Nevertheless, Beijing has been ratcheting up pressure on Korea by arbitrarily interpreting an explanation of position as a “promise.” On top of that, China has made another weird argument that Seoul promised Beijing that it will restrict the operation of the Thaad system. Such a scheme by Beijing is apparently aimed at blocking the Yoon Suk-yeol administration from fully activating the missile batteries after their operation has been restricted by radical environmental groups and other civic groups. China also may have attempted to fuel internal conflict in Korea by encouraging liberal groups to demand withdrawal of the missile defense system from the country.
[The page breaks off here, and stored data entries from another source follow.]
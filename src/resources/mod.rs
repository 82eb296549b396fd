//! Contains the demo programs shipped with the crate, written in the
//! textual instruction list.

/// All available demo sources by name.
const DEMOS: [(&str, &str); 5] = [
    ("AND_OR", include_str!("and_or.il")),
    ("GROUP", include_str!("group.il")),
    ("BLINKER", include_str!("blinker.il")),
    ("COUNTER", include_str!("counter.il")),
    ("MATH", include_str!("math.il")),
];

/// Will return all the demo names available to be chosen.
pub fn names() -> Vec<&'static str> {
    DEMOS.iter().map(|(name, _)| *name).collect()
}

/// Will return the source text of the given demo.
pub fn source(name: &str) -> Option<&'static str> {
    DEMOS
        .iter()
        .find(|(demo, _)| *demo == name)
        .map(|(_, source)| *source)
}

#[cfg(test)]
mod tests {
    use super::*;
    use crate::{compiler, program::Program};

    #[test]
    fn test_names() {
        let names = names();
        assert_eq!(names.len(), 5);
        assert!(names.contains(&"BLINKER"));
        assert_eq!(source("NO_SUCH_DEMO"), None);
    }

    #[test]
    /// every shipped demo compiles without findings and passes the
    /// loader verification
    fn test_demos_compile_clean() {
        for (name, source) in DEMOS.iter() {
            let output = compiler::compile(source)
                .unwrap_or_else(|err| panic!("demo {} failed: {}", name, err));
            assert!(
                output.warnings.is_empty(),
                "demo {} produced warnings",
                name
            );
            assert!(Program::new(name, output.binary).is_ok());
        }
    }
}
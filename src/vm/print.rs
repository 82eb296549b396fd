//! The pretty print implementation written for the [`machine`](super::Vm)
//! and the loaded program: a memory panel, a disassembler and a hex
//! dump of the framed binary.

use std::fmt::{self, Write as _};

use super::Vm;
use crate::{
    definitions::program as framing,
    error::DecodeError,
    memory,
    opcode::{read_instruction, Instruction},
    operand::{MemoryType, RegisterType},
    program::Program,
};

/// Will append one tab separated area row to the panel.
fn area_row(out: &mut String, label: &str, area: &[u8]) -> fmt::Result {
    out.push_str(label);
    for value in area {
        write!(out, "\t{}", value)?;
    }
    out.push('\n');
    Ok(())
}

impl fmt::Display for Vm {
    fn fmt(&self, f: &mut fmt::Formatter<'_>) -> fmt::Result {
        let mut panel = String::new();

        // index ruler over the widest area
        let columns = self
            .inputs()
            .len()
            .max(self.outputs().len())
            .max(self.memories().len());
        for index in 0..columns {
            write!(panel, "\t{}", index)?;
        }
        panel.push('\n');

        area_row(&mut panel, "I:", self.inputs())?;
        area_row(&mut panel, "M:", self.memories())?;
        area_row(&mut panel, "Q:", self.outputs())?;
        write!(panel, "Accumulator = {}", self.accumulator() as u8)?;

        write!(f, "{}", panel)
    }
}

/// Renders one decoded instruction back to its source form, reading
/// constant operands out of the program image.
fn format_instruction(out: &mut String, instruction: &Instruction, image: &[u8]) {
    out.push_str(instruction.opcode.mnemonic());

    for operand in instruction.operands.iter() {
        out.push(' ');
        if operand.register != RegisterType::K {
            let _ = write!(out, "{}", operand);
            continue;
        }

        let at = operand.address as usize;
        let _ = match operand.memory {
            MemoryType::X => write!(out, "KX{}", (image[at] != 0) as u8),
            MemoryType::B => write!(out, "KB{}", image[at]),
            MemoryType::W => write!(out, "KW{}", memory::get_word(image, at)),
            MemoryType::D => write!(out, "KD{}", memory::get_dword(image, at)),
            MemoryType::L => write!(out, "KL{}", memory::get_qword(image, at)),
            MemoryType::R => write!(out, "KR{}", memory::get_float(image, at)),
        };
    }
}

/// Will decode the whole program body and render one instruction per
/// line, the inverse of what the compiler consumed.
pub fn disassemble(program: &Program) -> Result<String, DecodeError> {
    let image = program.image();
    let mut listing = String::new();

    let mut position = framing::HEADER_SIZE;
    while position < image.len() {
        let (instruction, next) = read_instruction(image, position)?;
        format_instruction(&mut listing, &instruction, image);
        listing.push('\n');
        position = next;
    }

    // drop the trailing newline for symmetric round trips
    if listing.ends_with('\n') {
        listing.truncate(listing.len() - 1);
    }
    Ok(listing)
}

/// Renders the raw artifact the way the reference tooling dumps it.
pub fn hex_dump(bytes: &[u8]) -> String {
    let mut out = String::with_capacity(bytes.len() * 5 + 2);
    out.push('{');
    for (index, byte) in bytes.iter().enumerate() {
        if index > 0 {
            out.push(',');
        }
        let _ = write!(out, "{:#04X}", byte);
    }
    out.push('}');
    out
}

#[cfg(test)]
mod tests {
    use super::*;
    use crate::compiler;

    const SOURCE: &str = "\
LD IX0.0
AND( IX0.3
OR IX0.4
)
MOV KW21 MW2
ST QX0.0";

    fn program() -> Program {
        let output = compiler::compile(SOURCE).unwrap();
        Program::new("print", output.binary).unwrap()
    }

    #[test]
    /// the disassembly matches the compiled source line for line
    fn test_disassemble_round_trip() {
        let listing = disassemble(&program()).unwrap();
        assert_eq!(listing, SOURCE);
    }

    #[test]
    fn test_hex_dump() {
        assert_eq!(hex_dump(&[0x00, 0x1F, 0xFF]), "{0x00,0x1F,0xFF}");
    }

    #[test]
    fn test_memory_panel() {
        let mut vm = Vm::new(program());
        vm.set_inputs(&[0b0001_1001]);
        vm.scan().unwrap();

        let panel = format!("{}", vm);
        let mut lines = panel.lines();
        assert_eq!(
            lines.next(),
            Some("\t0\t1\t2\t3\t4\t5\t6\t7\t8\t9")
        );
        assert_eq!(lines.next(), Some("I:\t25\t0\t0\t0\t0\t0\t0\t0\t0\t0"));
        // MOV wrote 21 into the word at MW2
        assert_eq!(lines.next(), Some("M:\t0\t0\t0\t21\t0\t0\t0\t0\t0\t0"));
        assert_eq!(lines.next(), Some("Q:\t1\t0\t0\t0\t0\t0\t0\t0\t0\t0"));
        assert_eq!(lines.next(), Some("Accumulator = 1"));
    }
}
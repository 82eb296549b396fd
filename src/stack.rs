//! The nesting stack holding logic combinators suspended by the group
//! opening instructions.

use tinyvec::ArrayVec;

use crate::{definitions::stack, error::StackError, opcode::Opcode};

/// A suspended combinator together with the accumulator value it
/// closed over.
#[derive(Debug, PartialEq, Clone, Copy)]
pub struct Entry {
    pub opcode: Opcode,
    pub accumulator: bool,
}

impl Default for Entry {
    fn default() -> Self {
        Self {
            opcode: Opcode::And,
            accumulator: false,
        }
    }
}

/// A bounded LIFO of [`Entry`](Entry) values. Overflow and underflow
/// are fatal to the running scan.
#[derive(Debug, Clone, Default)]
pub struct ParenStack {
    entries: ArrayVec<[Entry; stack::SIZE]>,
}

impl ParenStack {
    pub fn new() -> Self {
        Self::default()
    }

    /// Will push the suspended combinator onto the stack.
    pub fn push(&mut self, entry: Entry) -> Result<(), StackError> {
        if self.is_full() {
            Err(StackError::Full)
        } else {
            self.entries.push(entry);
            Ok(())
        }
    }

    /// Will pop the most recently suspended combinator.
    pub fn pop(&mut self) -> Result<Entry, StackError> {
        self.entries.pop().ok_or(StackError::Empty)
    }

    pub fn is_empty(&self) -> bool {
        self.entries.is_empty()
    }

    pub fn is_full(&self) -> bool {
        self.entries.len() == self.entries.capacity()
    }

    pub fn len(&self) -> usize {
        self.entries.len()
    }

    /// Will drop all entries, called at every scan start.
    pub fn clear(&mut self) {
        self.entries.clear();
    }
}

#[cfg(test)]
mod tests {
    use super::*;

    #[test]
    /// testing internal functionality of popping and pushing into the stack
    fn test_push_pop_stack() {
        let mut stack = ParenStack::new();

        // check empty initial stack
        assert!(stack.is_empty());
        assert_eq!(Err(StackError::Empty), stack.pop());

        for i in 0..stack::SIZE {
            let entry = Entry {
                opcode: Opcode::Or,
                accumulator: i % 2 == 0,
            };
            assert_eq!(Ok(()), stack.push(entry));
        }
        assert!(stack.is_full());
        assert_eq!(stack::SIZE, stack.len());

        // check for the correct error on overflow
        let entry = Entry::default();
        assert_eq!(Err(StackError::Full), stack.push(entry));

        // pop the stack back down
        for i in (0..stack::SIZE).rev() {
            let entry = stack.pop().unwrap();
            assert_eq!(entry.opcode, Opcode::Or);
            assert_eq!(entry.accumulator, i % 2 == 0);
        }
        assert!(stack.is_empty());
        assert_eq!(Err(StackError::Empty), stack.pop());
    }

    #[test]
    fn test_clear() {
        let mut stack = ParenStack::new();
        stack.push(Entry::default()).unwrap();
        stack.push(Entry::default()).unwrap();
        stack.clear();
        assert!(stack.is_empty());
    }
}
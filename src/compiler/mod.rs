//! The instruction list compiler: lexing, parsing, semantic checks and
//! binary emission.
//!
//! Fatal findings stop the compilation with the offending source line;
//! width mismatches only warn and the binary is still emitted.

mod encode;
mod lexer;
mod parse;

pub use lexer::{Lexer, Token};
pub use parse::{OperandSpec, OperandSpecs, Statement};

use crate::{
    definitions::{blocks, image},
    error::{CompileError, CompileErrorKind, Warning, WarningKind},
    opcode::Opcode,
    operand::{MemoryType, Operand, RegisterType},
};

/// The result of a successful compilation.
#[derive(Debug, Clone, PartialEq)]
pub struct CompileOutput {
    /// the framed binary artifact, ready for the verifier
    pub binary: Vec<u8>,
    /// non fatal findings, in source order
    pub warnings: Vec<Warning>,
}

/// Will compile the given source text down to a framed binary.
pub fn compile(source: &str) -> Result<CompileOutput, CompileError> {
    let statements = parse::parse(source)?;

    let mut warnings = Vec::new();
    for statement in &statements {
        check(statement, &mut warnings)?;
    }
    for warning in &warnings {
        log::warn!("{}", warning);
    }

    let binary = encode::encode(&statements)?;
    Ok(CompileOutput { binary, warnings })
}

/// The operand positions an instruction writes to.
fn destinations(opcode: Opcode) -> &'static [usize] {
    use Opcode::*;
    match opcode {
        St | Stn | S | R => &[0],
        Mov => &[1],
        Add | Sub | Mul | Div | Mod => &[2],
        RTrigger | FTrigger => &[2],
        Ctu | Ctd | Ton | Tof | Tp => &[4, 5],
        _ => &[],
    }
}

/// The area size a location operand is bounded by.
fn area_size(register: RegisterType) -> usize {
    match register {
        RegisterType::I => image::INPUT_SIZE,
        RegisterType::Q => image::OUTPUT_SIZE,
        RegisterType::M => image::MEMORY_SIZE,
        // constants live in the program image itself
        RegisterType::K => usize::MAX,
    }
}

fn check_location(line: usize, operand: &Operand) -> Result<(), CompileError> {
    let address = operand.address as usize;
    // the full declared width has to fit, a word at the last byte
    // would already spill over
    if address + operand.memory.image_size() > area_size(operand.register) {
        return Err(CompileError::new(
            line,
            CompileErrorKind::AddressOutOfRange {
                register: operand.register.letter(),
                address: operand.address,
            },
        ));
    }
    Ok(())
}

/// Checks a function block index operand where it is a compile time
/// constant; anything else is re-checked at runtime.
fn check_block_index(statement: &Statement) -> Result<(), CompileError> {
    let (block, limit) = match statement.opcode {
        Opcode::Ton | Opcode::Tof | Opcode::Tp => ("timer", blocks::MAX_TIMERS),
        Opcode::Ctu | Opcode::Ctd => ("counter", blocks::MAX_COUNTERS),
        Opcode::RTrigger | Opcode::FTrigger => ("trigger", blocks::MAX_TRIGGERS),
        _ => return Ok(()),
    };

    if let Some(OperandSpec::Constant { bits, .. }) = statement.operands.first() {
        if *bits as usize >= limit {
            return Err(CompileError::new(
                statement.line,
                CompileErrorKind::BlockIndex {
                    block,
                    index: *bits,
                },
            ));
        }
    }
    Ok(())
}

/// The semantic pass over one statement.
fn check(statement: &Statement, warnings: &mut Vec<Warning>) -> Result<(), CompileError> {
    use Opcode::*;

    let line = statement.line;
    for operand in statement.operands.iter() {
        if let OperandSpec::Location(operand) = operand {
            check_location(line, operand)?;
        }
    }

    for &index in destinations(statement.opcode) {
        match &statement.operands[index] {
            OperandSpec::Constant { .. } => {
                return Err(CompileError::new(line, CompileErrorKind::ConstantDestination));
            }
            OperandSpec::Location(operand) if operand.register == RegisterType::I => {
                warnings.push(Warning {
                    line,
                    kind: WarningKind::InputDestination,
                });
            }
            OperandSpec::Location(_) => {}
        }
    }

    match statement.opcode {
        // stores are bit only, a wider destination is refused here
        St | Stn => {
            if statement.operands[0].memory() != MemoryType::X {
                return Err(CompileError::new(line, CompileErrorKind::StoreWidth));
            }
        }
        Mod => {
            if statement.operands.iter().any(|op| op.memory() == MemoryType::R) {
                return Err(CompileError::new(line, CompileErrorKind::FloatModulo));
            }
        }
        _ => {}
    }

    check_block_index(statement)?;

    // width agreement is advisory only
    let mismatch = match statement.opcode {
        Mov | Gt | Ge | Eq | Ne | Lt | Le => {
            statement.operands[0].memory() != statement.operands[1].memory()
        }
        Add | Sub | Mul | Div | Mod => {
            let widths: Vec<_> = statement.operands.iter().map(|op| op.memory()).collect();
            widths.windows(2).any(|pair| pair[0] != pair[1])
        }
        _ => false,
    };
    if mismatch {
        warnings.push(Warning {
            line,
            kind: WarningKind::WidthMismatch,
        });
    }

    Ok(())
}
China’s nonsensical arguments directly translate into interventionism and an infringe on Korea’s sovereignty. Our government must respond to the arrogance sternly and boldly. The Yoon administration must not follow in the footsteps of the Moon administration, which had been overly submissive to Beijing. There is no reason whatsoever to further delay the long-overdue full operation of the Thaad batteries.

At the same time, we urge the Democratic Party to take responsibility for the unfathomable situation and react to China’s argument proudly. Former negotiators under President Moon also must make their position clear so that Beijing cannot make preposterous arguments again.